• **SOURCE MATERIAL**:
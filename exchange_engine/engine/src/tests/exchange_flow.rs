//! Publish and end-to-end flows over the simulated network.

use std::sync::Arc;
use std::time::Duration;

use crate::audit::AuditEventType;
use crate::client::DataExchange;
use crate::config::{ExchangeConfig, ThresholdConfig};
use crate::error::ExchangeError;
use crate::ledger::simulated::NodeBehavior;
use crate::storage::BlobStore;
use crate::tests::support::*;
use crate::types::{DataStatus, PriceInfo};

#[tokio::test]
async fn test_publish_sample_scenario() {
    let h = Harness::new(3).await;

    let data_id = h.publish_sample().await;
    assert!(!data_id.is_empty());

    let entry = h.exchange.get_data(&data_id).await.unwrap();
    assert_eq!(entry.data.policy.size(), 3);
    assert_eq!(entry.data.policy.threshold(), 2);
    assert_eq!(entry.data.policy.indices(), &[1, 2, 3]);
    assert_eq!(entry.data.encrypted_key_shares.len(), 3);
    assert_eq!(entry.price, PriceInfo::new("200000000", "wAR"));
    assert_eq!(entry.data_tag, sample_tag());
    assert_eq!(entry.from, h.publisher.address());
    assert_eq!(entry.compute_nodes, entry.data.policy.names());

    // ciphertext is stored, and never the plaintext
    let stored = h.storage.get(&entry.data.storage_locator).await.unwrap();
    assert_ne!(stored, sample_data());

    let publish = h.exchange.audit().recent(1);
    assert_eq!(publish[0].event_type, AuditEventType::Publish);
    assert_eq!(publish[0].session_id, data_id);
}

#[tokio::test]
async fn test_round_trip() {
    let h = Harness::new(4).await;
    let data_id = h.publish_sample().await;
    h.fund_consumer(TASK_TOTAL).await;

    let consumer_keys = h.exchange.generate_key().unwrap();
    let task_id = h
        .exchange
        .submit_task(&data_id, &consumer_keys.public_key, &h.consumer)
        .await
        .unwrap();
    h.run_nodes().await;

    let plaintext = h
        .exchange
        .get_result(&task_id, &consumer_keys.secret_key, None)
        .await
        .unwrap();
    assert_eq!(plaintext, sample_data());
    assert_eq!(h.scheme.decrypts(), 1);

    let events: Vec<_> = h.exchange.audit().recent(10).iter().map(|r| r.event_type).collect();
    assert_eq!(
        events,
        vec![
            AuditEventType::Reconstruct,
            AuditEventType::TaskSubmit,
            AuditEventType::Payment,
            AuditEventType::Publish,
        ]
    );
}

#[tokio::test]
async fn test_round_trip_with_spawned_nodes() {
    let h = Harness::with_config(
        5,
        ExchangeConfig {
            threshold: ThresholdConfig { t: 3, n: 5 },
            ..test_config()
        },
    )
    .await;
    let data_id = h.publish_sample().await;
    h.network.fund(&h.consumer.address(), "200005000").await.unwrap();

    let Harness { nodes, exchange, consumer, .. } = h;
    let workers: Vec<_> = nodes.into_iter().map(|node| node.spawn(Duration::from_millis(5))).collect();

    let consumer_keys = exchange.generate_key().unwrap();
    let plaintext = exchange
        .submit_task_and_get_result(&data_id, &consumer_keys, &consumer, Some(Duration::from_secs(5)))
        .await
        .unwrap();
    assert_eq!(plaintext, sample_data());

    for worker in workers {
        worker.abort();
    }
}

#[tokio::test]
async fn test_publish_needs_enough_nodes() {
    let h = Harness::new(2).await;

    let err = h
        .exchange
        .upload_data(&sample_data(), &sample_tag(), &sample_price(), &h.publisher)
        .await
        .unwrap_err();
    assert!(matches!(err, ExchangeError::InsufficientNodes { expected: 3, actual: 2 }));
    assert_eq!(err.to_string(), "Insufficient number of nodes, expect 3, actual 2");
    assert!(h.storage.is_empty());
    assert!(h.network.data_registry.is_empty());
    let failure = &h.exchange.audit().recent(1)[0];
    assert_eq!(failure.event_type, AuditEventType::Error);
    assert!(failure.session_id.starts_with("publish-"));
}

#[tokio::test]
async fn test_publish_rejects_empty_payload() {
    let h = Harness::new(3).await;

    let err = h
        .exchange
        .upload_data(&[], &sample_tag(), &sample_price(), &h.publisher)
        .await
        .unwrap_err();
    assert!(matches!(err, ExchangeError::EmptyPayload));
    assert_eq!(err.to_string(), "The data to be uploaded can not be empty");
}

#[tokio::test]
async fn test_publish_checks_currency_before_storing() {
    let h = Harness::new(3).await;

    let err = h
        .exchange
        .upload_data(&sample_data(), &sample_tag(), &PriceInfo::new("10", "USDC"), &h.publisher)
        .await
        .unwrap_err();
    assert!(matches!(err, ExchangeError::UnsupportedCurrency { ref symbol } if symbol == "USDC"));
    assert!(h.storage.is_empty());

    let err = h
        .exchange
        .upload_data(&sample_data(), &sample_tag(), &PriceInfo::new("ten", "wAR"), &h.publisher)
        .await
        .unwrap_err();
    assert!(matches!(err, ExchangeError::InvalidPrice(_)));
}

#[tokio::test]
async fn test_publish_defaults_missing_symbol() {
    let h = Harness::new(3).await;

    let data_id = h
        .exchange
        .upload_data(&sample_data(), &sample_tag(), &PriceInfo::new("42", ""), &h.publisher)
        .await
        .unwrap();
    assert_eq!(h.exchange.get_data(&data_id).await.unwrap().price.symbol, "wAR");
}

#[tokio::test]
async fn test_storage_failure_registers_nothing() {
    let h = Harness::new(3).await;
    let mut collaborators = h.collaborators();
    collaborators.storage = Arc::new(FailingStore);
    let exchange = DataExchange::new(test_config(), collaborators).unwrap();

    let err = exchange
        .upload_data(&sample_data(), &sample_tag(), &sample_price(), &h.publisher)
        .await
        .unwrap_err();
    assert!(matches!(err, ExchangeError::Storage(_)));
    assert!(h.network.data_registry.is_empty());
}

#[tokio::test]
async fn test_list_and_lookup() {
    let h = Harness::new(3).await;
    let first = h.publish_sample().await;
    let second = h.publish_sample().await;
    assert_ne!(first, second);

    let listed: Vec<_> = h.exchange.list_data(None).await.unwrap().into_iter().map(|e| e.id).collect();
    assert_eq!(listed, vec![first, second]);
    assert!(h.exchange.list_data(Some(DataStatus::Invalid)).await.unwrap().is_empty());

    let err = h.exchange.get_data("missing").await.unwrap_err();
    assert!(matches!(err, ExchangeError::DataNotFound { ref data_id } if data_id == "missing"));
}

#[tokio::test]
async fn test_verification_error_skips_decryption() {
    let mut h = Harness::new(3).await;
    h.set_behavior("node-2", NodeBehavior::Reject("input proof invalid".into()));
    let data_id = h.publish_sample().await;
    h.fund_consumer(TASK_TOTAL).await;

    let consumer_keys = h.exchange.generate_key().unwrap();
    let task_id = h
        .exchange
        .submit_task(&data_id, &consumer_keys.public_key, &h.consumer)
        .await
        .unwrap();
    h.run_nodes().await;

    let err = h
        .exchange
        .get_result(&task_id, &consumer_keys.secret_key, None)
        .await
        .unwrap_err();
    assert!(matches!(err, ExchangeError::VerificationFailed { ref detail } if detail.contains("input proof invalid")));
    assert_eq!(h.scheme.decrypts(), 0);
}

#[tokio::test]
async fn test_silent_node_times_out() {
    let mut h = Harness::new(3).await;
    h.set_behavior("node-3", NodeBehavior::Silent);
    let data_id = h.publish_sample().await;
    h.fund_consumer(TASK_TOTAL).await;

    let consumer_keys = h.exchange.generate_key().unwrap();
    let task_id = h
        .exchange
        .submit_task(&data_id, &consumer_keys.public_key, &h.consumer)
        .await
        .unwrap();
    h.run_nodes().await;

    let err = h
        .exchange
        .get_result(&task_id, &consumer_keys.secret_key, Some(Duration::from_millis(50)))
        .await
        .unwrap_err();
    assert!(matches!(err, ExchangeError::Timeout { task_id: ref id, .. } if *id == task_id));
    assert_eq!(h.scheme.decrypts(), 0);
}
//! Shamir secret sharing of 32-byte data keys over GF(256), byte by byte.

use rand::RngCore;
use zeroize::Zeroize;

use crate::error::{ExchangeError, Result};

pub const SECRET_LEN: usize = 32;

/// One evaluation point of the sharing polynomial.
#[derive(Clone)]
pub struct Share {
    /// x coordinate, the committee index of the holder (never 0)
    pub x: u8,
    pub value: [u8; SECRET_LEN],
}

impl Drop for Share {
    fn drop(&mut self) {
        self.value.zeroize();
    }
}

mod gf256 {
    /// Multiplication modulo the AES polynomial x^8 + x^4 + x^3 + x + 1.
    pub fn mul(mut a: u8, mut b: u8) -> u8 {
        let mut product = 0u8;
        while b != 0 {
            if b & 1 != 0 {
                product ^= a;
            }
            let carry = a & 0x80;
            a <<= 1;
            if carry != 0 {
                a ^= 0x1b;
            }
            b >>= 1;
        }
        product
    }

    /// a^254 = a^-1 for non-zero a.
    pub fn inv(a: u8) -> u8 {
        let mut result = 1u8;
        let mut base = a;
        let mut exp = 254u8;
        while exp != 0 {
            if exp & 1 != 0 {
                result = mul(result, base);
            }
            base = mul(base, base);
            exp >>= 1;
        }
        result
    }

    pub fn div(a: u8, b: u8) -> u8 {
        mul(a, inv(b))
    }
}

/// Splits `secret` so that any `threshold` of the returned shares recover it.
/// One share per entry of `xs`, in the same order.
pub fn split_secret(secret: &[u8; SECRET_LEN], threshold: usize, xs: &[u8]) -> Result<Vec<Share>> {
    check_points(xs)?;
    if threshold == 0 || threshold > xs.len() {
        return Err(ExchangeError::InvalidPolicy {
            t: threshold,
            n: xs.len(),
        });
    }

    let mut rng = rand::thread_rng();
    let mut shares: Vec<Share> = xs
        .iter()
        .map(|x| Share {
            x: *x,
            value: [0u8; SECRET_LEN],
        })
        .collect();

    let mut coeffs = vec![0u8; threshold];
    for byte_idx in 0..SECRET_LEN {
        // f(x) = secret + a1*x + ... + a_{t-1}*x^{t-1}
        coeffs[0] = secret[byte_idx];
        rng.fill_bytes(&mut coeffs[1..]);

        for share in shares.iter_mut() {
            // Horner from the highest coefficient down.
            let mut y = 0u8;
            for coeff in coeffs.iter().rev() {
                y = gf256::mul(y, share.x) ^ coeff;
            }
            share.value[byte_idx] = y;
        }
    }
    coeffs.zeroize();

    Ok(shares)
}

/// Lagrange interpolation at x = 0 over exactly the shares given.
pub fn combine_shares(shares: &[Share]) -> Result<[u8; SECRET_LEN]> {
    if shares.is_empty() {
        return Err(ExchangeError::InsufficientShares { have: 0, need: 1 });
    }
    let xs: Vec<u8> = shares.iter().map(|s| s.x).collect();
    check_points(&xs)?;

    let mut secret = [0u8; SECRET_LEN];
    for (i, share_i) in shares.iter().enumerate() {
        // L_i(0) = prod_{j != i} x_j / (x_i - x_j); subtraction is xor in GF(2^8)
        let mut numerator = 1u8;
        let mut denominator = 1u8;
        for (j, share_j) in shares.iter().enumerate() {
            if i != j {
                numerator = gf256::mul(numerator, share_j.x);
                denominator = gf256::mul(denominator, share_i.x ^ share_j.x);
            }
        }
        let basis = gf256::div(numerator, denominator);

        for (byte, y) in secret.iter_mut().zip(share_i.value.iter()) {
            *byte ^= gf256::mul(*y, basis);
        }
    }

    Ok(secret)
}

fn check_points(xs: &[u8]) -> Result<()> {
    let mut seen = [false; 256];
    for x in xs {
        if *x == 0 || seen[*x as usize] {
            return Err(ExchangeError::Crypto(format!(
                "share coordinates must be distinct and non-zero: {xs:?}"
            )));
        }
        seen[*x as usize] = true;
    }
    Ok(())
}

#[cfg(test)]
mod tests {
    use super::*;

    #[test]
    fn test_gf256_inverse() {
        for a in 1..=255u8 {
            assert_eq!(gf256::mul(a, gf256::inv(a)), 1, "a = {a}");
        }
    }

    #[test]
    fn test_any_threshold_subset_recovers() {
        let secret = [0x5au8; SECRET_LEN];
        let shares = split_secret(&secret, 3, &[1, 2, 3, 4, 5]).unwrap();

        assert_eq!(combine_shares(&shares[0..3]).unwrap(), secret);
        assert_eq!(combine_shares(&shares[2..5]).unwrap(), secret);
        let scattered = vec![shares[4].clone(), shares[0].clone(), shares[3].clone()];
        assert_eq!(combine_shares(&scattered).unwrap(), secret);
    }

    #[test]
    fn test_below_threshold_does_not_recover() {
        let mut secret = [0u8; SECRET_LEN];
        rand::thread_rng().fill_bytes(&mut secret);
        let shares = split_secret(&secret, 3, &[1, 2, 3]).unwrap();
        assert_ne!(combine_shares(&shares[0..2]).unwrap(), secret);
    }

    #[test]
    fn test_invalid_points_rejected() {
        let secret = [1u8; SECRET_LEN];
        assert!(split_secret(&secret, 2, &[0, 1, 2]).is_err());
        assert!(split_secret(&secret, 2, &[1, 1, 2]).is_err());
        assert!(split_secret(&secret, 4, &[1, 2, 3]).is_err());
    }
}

• **PROBLEM**: All lines of the data above that include the word "second" must be shown.

• **EXERCISE SOLUTION**:
    let second = h.publish_sample().await;
    assert_ne!(first, second);
    assert_eq!(listed, vec![first, second]);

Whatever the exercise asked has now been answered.